§ **What this task involves**: Print nothing except the lines of the listing below from the line with "mod source;" to the line with "let default_level = if", each exactly as written, both ends included.

§ **Data records**:
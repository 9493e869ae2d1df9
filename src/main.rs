mod agents;
mod changes;
mod cli;
mod error;
mod github;
mod repository;
mod requirements;
mod settings;
mod source;
mod utils;
mod version;
mod workflow;

use agents::DeliveryOutcome;
use clap::Parser;
use cli::{Cli, Commands};
use colored::Colorize;
use std::process;
use tracing_subscriber::EnvFilter;

fn init_logging(verbose: bool) {
    let default_level = if verbose { "debug" } else { "info" };
    let filter = EnvFilter::try_from_default_env().unwrap_or_else(|_| EnvFilter::new(default_level));

    tracing_subscriber::fmt()
        .with_env_filter(filter)
        .with_writer(std::io::stderr)
        .with_target(false)
        .init();
}

fn main() {
    let cli = Cli::parse();
    init_logging(cli.verbose);

    let result = match cli.command {
        Commands::Update {
            merge,
            repository,
            allow_rejected,
        } => workflow::execute_update(&cli.path, merge, repository.as_deref()).map(|outcome| {
            matches!(outcome, Some(DeliveryOutcome::Rejected { .. })) && !allow_rejected
        }),
        Commands::Check => workflow::execute_check(&cli.path).map(|_| false),
    };

    match result {
        Ok(false) => {}
        Ok(true) => process::exit(1),
        Err(e) => {
            eprintln!("{} {}", "Error:".red().bold(), e);
            process::exit(1);
        }
    }
}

§ **The answer**:
mod source;
mod utils;
mod version;
mod workflow;

use agents::DeliveryOutcome;
use clap::Parser;
use cli::{Cli, Commands};
use colored::Colorize;
use std::process;
use tracing_subscriber::EnvFilter;

fn init_logging(verbose: bool) {
    let default_level = if verbose { "debug" } else { "info" };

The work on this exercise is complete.